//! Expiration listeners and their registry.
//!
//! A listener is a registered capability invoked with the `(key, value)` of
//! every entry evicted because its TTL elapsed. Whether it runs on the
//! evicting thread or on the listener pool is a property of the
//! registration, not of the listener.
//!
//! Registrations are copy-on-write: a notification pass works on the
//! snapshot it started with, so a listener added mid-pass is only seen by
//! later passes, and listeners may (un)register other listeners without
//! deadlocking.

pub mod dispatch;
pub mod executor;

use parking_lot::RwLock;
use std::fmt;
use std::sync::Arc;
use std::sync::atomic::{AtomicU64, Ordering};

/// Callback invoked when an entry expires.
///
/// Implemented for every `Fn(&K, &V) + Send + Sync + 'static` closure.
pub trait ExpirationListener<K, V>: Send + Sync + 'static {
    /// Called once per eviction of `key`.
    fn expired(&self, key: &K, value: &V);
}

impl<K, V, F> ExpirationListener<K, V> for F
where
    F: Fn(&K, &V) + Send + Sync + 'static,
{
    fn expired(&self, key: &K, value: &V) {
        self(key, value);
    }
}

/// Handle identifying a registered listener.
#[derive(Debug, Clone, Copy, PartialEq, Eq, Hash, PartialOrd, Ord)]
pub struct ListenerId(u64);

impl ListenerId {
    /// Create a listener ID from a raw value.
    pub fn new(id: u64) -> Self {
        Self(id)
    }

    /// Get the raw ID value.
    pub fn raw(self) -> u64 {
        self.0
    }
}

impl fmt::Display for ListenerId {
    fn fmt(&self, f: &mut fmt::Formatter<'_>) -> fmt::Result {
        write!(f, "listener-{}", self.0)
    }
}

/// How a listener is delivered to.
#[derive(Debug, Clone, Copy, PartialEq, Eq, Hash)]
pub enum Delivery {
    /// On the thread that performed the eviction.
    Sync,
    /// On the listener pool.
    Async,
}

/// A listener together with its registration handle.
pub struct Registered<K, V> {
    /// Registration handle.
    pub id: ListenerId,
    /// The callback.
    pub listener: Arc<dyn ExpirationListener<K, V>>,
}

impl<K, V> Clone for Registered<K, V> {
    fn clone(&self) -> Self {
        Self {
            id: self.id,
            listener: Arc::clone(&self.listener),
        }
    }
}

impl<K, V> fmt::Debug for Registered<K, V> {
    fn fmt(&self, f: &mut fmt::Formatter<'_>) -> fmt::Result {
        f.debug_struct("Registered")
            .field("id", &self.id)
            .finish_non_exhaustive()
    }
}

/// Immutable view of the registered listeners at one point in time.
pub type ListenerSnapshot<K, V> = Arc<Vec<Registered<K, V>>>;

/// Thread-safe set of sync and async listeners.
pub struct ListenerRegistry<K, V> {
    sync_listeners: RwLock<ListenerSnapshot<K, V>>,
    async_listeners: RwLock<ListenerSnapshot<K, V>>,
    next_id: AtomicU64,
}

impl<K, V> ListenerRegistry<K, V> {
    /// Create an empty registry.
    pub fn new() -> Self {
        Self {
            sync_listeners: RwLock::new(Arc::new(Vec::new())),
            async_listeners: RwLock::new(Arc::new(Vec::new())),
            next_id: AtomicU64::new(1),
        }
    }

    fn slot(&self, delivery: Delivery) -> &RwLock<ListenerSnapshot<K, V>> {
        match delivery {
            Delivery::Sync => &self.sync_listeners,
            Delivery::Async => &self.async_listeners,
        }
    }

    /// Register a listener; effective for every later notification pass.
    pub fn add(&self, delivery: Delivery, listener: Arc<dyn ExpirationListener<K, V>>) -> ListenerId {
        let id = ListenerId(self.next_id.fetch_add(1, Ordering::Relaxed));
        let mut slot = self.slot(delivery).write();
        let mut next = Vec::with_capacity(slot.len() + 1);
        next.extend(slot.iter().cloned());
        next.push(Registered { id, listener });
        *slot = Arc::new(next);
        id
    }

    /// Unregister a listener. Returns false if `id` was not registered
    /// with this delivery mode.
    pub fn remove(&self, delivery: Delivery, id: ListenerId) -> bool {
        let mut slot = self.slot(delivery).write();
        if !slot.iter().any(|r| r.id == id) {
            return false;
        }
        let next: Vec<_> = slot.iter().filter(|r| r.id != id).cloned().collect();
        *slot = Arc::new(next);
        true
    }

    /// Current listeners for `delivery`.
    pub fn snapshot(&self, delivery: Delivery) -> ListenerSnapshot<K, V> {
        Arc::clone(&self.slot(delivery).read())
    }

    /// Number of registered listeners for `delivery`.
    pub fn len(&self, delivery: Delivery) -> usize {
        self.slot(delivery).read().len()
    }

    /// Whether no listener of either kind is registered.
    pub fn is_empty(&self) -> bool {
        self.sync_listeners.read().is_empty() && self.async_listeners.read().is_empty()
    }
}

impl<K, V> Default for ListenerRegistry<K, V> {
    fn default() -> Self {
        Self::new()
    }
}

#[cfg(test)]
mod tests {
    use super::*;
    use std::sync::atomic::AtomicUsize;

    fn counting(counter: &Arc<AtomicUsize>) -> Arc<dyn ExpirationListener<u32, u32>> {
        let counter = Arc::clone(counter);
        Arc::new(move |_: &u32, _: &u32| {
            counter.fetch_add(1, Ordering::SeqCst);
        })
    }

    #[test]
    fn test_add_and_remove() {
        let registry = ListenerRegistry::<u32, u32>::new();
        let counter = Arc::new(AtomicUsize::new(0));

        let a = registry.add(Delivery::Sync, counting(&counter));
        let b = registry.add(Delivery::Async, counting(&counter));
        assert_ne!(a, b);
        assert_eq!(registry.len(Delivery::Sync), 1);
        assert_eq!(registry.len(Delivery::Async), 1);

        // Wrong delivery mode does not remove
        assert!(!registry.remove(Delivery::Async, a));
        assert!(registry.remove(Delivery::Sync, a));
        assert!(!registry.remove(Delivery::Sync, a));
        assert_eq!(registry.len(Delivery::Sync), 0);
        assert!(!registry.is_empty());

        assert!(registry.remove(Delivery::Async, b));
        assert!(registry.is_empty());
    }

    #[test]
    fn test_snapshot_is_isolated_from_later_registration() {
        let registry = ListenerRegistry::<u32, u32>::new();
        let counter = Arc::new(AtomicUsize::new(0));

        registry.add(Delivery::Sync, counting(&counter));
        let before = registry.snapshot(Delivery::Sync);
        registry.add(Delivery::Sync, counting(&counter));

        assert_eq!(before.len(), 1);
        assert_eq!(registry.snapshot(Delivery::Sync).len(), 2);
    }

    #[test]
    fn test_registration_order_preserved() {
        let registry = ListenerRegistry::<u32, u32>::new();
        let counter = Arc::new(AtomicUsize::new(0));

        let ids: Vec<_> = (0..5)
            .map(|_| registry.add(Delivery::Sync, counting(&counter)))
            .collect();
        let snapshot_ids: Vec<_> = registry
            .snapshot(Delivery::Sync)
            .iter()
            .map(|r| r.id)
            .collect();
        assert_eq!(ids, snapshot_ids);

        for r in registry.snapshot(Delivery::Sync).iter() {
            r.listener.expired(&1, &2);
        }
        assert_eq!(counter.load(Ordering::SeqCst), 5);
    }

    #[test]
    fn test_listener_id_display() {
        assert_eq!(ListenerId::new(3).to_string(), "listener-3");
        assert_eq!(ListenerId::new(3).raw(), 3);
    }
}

--

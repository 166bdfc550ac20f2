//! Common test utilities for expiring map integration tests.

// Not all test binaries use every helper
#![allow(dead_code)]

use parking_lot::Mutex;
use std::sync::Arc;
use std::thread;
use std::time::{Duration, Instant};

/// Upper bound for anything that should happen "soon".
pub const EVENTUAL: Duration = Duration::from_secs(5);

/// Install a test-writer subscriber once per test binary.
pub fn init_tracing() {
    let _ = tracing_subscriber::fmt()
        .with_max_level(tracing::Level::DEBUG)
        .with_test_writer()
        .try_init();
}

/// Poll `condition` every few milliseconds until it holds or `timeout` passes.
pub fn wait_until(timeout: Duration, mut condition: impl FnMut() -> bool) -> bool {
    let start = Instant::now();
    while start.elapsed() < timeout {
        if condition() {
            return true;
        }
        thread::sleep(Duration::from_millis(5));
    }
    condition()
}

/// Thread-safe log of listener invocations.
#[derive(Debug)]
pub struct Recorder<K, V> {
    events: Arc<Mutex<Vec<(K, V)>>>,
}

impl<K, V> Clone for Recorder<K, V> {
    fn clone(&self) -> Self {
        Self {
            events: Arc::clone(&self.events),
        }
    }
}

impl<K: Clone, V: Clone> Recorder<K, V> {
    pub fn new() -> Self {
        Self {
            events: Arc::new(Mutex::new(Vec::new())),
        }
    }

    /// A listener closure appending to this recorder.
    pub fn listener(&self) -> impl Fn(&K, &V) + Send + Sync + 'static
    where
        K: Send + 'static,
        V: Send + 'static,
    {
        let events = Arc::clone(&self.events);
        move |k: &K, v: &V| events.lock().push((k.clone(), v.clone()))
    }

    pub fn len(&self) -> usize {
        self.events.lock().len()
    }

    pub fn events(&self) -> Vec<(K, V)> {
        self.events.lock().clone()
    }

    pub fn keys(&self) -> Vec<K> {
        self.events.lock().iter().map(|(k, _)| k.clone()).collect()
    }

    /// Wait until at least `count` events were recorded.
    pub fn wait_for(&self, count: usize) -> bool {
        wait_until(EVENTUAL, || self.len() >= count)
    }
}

==

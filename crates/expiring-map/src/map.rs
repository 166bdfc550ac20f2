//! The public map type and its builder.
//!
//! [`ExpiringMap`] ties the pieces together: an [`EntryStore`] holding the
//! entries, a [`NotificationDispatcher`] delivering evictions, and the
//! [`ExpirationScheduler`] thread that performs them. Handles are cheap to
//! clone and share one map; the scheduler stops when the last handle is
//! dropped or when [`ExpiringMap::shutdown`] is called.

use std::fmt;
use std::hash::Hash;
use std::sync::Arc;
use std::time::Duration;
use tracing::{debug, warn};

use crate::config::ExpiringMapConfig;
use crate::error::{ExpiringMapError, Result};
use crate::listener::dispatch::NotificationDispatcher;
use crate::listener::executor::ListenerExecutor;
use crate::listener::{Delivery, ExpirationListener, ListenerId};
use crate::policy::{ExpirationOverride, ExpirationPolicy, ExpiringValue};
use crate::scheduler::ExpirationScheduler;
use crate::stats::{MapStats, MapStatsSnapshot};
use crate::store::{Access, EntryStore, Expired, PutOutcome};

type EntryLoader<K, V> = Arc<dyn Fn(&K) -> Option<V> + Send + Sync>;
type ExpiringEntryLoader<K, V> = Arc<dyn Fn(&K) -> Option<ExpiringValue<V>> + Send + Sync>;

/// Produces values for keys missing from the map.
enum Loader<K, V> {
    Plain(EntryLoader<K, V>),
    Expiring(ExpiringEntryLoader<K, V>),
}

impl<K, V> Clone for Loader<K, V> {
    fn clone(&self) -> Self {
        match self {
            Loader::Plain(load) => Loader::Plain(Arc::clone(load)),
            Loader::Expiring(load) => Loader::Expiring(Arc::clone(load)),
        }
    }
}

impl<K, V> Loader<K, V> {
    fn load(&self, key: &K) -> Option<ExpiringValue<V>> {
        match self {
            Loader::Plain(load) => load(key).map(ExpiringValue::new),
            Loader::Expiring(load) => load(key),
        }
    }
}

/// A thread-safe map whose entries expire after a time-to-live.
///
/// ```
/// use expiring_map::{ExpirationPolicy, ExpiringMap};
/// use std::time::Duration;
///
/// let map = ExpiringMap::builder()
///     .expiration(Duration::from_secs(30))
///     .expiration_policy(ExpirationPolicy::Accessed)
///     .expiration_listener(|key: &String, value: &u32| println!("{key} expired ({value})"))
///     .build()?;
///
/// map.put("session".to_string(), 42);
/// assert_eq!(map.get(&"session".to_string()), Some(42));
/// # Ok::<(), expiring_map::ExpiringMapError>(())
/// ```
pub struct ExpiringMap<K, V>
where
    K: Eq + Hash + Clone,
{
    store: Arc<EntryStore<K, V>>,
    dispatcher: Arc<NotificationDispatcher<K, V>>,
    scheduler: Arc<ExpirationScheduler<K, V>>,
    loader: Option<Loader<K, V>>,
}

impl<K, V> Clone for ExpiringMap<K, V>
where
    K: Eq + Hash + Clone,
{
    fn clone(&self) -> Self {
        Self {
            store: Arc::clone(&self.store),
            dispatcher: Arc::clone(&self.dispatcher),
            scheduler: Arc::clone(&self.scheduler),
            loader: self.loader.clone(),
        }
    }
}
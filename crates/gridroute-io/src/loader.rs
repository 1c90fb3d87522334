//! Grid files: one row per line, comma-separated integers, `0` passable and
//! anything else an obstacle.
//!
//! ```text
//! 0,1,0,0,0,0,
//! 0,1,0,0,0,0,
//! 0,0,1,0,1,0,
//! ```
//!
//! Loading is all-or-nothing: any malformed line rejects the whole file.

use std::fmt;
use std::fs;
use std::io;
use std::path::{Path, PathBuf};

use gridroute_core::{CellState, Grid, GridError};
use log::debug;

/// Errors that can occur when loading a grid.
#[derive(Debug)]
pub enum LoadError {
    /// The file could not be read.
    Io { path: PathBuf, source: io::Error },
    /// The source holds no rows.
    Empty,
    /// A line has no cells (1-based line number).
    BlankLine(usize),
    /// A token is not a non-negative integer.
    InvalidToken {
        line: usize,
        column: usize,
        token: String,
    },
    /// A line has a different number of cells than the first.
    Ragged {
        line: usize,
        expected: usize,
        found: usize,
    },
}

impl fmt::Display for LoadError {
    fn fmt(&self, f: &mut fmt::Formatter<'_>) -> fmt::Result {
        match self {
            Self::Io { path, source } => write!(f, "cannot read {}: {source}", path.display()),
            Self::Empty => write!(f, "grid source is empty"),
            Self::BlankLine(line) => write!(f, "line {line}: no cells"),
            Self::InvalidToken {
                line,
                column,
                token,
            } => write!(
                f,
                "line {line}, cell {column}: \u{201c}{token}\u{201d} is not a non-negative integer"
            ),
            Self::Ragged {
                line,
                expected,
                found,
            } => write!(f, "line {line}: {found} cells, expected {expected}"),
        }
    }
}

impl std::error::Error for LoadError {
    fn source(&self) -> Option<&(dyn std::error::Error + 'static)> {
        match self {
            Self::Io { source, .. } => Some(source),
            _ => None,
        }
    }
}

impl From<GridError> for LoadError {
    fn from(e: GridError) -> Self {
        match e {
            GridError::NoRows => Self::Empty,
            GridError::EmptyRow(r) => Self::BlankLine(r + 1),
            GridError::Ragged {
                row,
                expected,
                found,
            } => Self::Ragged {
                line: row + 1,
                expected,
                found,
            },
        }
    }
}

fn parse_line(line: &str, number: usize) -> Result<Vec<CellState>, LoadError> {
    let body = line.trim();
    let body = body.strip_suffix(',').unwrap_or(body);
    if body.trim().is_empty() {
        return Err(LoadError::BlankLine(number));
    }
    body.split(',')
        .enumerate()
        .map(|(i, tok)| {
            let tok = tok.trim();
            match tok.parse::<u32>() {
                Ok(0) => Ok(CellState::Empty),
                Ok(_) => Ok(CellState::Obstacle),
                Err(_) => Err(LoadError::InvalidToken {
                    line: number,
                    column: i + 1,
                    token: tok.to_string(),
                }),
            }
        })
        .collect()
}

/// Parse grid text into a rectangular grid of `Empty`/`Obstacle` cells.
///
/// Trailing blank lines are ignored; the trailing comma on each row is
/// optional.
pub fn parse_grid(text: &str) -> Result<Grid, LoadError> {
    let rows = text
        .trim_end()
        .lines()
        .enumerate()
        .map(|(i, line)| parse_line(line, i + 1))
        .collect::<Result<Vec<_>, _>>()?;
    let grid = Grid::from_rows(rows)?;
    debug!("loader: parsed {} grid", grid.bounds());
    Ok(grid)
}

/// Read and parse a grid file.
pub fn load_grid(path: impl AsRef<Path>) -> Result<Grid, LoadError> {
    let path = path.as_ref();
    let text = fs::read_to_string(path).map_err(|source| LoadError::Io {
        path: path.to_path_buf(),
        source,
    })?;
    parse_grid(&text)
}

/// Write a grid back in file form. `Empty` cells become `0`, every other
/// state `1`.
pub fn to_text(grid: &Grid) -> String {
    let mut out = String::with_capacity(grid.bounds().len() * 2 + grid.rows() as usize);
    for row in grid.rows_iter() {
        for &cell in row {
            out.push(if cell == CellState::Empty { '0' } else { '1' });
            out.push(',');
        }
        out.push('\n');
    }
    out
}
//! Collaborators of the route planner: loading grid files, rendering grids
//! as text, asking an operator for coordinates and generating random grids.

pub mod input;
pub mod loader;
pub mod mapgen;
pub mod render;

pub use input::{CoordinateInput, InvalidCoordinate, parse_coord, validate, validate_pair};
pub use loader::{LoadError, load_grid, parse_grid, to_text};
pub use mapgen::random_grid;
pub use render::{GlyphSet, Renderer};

What to produce >>
Each line in the listing above that includes the word "condition" needs to be copied out.

Result >>
/// Poll `condition` every few milliseconds until it holds or `timeout` passes.
pub fn wait_until(timeout: Duration, mut condition: impl FnMut() -> bool) -> bool {
        if condition() {
    condition()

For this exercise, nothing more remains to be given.